Problem requirements:
Among the lines below, copy exactly those from the one with "pub struct IdentityRegistry" through the one with "pub fn preset_of(&self, id: ItemId)", counting both ends.

Data to process:
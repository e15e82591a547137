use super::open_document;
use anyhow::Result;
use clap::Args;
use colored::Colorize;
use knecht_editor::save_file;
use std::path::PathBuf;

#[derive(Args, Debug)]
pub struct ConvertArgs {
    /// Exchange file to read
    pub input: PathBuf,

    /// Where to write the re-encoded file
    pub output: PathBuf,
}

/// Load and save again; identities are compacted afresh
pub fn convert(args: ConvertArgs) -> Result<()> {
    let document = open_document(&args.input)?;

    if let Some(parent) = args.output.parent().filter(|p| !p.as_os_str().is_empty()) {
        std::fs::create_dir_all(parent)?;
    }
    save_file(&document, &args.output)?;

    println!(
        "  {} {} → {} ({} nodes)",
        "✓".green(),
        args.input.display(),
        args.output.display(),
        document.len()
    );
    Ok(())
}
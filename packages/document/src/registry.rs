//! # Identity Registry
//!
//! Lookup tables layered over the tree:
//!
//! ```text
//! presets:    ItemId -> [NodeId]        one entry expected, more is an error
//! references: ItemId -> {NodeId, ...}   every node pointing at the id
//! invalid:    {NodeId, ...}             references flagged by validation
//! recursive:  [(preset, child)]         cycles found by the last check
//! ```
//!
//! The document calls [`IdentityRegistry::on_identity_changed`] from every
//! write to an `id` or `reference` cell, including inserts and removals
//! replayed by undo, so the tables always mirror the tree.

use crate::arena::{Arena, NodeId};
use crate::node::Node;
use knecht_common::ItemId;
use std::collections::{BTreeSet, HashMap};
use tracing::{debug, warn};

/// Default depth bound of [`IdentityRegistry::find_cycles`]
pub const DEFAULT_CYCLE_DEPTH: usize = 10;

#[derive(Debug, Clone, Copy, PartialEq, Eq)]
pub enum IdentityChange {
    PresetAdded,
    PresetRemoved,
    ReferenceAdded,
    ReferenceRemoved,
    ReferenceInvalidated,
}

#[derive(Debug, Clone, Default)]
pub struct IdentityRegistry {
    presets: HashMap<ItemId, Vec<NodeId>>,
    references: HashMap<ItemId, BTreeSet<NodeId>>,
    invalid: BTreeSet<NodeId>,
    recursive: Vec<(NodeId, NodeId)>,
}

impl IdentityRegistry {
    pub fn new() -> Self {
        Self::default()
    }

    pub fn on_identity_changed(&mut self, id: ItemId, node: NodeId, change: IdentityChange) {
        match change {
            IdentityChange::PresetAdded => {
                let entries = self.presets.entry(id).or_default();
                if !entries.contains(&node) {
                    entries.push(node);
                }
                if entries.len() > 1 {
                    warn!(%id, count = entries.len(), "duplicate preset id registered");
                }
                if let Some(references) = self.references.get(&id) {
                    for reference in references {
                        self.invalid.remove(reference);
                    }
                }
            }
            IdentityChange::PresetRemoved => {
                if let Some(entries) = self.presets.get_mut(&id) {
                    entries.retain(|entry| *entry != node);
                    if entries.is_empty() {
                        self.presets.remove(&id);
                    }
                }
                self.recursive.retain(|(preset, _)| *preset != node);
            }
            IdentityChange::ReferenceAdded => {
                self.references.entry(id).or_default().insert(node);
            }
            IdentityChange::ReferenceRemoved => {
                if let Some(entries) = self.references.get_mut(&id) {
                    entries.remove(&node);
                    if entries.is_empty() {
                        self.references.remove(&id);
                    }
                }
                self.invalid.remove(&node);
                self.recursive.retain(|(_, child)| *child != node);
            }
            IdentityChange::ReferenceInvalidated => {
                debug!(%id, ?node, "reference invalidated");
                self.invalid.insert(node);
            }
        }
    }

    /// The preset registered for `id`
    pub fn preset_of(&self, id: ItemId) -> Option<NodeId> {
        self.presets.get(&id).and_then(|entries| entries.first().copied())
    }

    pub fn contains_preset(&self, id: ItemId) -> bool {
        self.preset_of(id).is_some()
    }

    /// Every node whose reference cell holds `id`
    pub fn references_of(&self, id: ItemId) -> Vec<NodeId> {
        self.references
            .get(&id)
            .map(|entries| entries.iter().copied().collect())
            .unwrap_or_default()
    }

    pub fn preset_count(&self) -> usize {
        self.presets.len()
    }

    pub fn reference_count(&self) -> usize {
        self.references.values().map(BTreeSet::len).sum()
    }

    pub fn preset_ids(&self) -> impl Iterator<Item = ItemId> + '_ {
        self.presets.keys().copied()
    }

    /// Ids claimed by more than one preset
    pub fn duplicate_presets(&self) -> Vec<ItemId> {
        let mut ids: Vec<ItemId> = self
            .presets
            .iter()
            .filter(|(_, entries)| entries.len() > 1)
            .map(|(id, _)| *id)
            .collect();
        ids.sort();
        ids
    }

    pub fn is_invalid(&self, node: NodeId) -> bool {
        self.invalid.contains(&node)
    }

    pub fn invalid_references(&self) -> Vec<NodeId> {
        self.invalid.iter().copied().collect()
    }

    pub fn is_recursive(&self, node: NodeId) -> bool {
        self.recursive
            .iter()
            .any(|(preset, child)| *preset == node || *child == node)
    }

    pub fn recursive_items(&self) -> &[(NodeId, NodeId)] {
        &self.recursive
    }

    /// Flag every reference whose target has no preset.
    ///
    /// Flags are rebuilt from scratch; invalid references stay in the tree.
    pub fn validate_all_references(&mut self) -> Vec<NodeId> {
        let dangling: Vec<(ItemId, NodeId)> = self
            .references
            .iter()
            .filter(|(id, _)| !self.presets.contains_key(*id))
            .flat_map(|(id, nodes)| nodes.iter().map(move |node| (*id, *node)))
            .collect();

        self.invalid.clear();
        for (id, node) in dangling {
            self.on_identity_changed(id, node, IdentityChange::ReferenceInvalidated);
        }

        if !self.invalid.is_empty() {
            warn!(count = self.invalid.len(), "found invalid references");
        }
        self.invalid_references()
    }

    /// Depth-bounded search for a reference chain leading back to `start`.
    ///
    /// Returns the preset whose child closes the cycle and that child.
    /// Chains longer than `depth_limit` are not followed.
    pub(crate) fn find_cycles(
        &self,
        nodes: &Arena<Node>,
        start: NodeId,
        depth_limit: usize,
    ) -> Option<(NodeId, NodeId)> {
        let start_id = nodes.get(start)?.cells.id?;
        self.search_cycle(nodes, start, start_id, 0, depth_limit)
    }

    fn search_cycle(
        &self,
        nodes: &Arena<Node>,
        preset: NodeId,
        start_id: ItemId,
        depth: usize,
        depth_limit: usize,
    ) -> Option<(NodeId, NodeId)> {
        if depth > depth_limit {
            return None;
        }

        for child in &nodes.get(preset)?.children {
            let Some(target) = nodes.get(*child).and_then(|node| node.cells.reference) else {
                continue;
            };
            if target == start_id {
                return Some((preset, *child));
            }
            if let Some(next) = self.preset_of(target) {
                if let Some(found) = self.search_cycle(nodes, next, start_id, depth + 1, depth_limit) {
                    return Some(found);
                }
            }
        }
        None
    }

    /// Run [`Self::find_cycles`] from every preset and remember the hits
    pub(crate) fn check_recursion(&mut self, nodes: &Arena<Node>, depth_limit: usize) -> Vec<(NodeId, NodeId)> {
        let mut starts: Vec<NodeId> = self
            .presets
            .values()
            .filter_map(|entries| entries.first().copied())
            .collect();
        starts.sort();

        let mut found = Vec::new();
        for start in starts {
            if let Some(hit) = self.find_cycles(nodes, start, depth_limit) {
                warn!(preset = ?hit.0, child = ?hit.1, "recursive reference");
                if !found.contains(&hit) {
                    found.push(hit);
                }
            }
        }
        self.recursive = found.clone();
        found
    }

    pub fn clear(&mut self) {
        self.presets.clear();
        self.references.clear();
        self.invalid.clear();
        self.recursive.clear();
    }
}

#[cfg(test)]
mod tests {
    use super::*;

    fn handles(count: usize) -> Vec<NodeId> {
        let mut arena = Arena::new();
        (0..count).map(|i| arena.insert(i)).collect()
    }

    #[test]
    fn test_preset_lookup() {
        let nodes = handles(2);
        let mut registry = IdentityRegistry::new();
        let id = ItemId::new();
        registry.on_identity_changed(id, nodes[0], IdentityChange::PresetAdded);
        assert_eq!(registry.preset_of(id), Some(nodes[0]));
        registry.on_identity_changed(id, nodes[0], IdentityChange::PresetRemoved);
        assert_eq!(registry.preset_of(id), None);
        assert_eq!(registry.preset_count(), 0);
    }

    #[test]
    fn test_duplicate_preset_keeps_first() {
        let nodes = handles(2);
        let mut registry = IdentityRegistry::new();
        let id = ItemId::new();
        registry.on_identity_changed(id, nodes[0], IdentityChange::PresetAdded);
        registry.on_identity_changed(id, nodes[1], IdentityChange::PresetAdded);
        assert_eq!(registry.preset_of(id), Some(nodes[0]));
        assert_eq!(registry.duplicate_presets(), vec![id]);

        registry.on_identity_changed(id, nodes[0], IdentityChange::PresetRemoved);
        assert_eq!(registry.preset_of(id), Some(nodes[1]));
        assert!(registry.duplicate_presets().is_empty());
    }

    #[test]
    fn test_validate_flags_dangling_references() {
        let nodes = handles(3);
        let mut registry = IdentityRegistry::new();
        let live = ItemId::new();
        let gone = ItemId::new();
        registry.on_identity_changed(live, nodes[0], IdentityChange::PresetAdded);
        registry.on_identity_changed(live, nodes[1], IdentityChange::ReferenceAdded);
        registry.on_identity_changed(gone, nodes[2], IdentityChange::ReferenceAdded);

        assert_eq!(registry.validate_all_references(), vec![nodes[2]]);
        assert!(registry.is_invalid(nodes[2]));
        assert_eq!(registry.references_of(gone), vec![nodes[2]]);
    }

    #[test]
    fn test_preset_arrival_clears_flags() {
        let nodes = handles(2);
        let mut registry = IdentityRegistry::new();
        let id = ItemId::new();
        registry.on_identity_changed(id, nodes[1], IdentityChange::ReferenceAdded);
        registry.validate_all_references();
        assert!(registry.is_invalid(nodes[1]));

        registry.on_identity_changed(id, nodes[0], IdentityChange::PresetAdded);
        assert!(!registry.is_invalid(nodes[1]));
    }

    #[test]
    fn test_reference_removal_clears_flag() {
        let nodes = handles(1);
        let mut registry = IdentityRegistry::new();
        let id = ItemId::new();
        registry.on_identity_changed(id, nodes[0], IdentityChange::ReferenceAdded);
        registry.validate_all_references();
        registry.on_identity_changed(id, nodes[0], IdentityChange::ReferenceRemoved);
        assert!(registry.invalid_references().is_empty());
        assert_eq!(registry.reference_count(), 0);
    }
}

Response box:
pub struct IdentityRegistry {
    presets: HashMap<ItemId, Vec<NodeId>>,
    references: HashMap<ItemId, BTreeSet<NodeId>>,
    invalid: BTreeSet<NodeId>,
    recursive: Vec<(NodeId, NodeId)>,
}

impl IdentityRegistry {
    pub fn new() -> Self {
        Self::default()
    }

    pub fn on_identity_changed(&mut self, id: ItemId, node: NodeId, change: IdentityChange) {
        match change {
            IdentityChange::PresetAdded => {
                let entries = self.presets.entry(id).or_default();
                if !entries.contains(&node) {
                    entries.push(node);
                }
                if entries.len() > 1 {
                    warn!(%id, count = entries.len(), "duplicate preset id registered");
                }
                if let Some(references) = self.references.get(&id) {
                    for reference in references {
                        self.invalid.remove(reference);
                    }
                }
            }
            IdentityChange::PresetRemoved => {
                if let Some(entries) = self.presets.get_mut(&id) {
                    entries.retain(|entry| *entry != node);
                    if entries.is_empty() {
                        self.presets.remove(&id);
                    }
                }
                self.recursive.retain(|(preset, _)| *preset != node);
            }
            IdentityChange::ReferenceAdded => {
                self.references.entry(id).or_default().insert(node);
            }
            IdentityChange::ReferenceRemoved => {
                if let Some(entries) = self.references.get_mut(&id) {
                    entries.remove(&node);
                    if entries.is_empty() {
                        self.references.remove(&id);
                    }
                }
                self.invalid.remove(&node);
                self.recursive.retain(|(_, child)| *child != node);
            }
            IdentityChange::ReferenceInvalidated => {
                debug!(%id, ?node, "reference invalidated");
                self.invalid.insert(node);
            }
        }
    }

    /// The preset registered for `id`
    pub fn preset_of(&self, id: ItemId) -> Option<NodeId> {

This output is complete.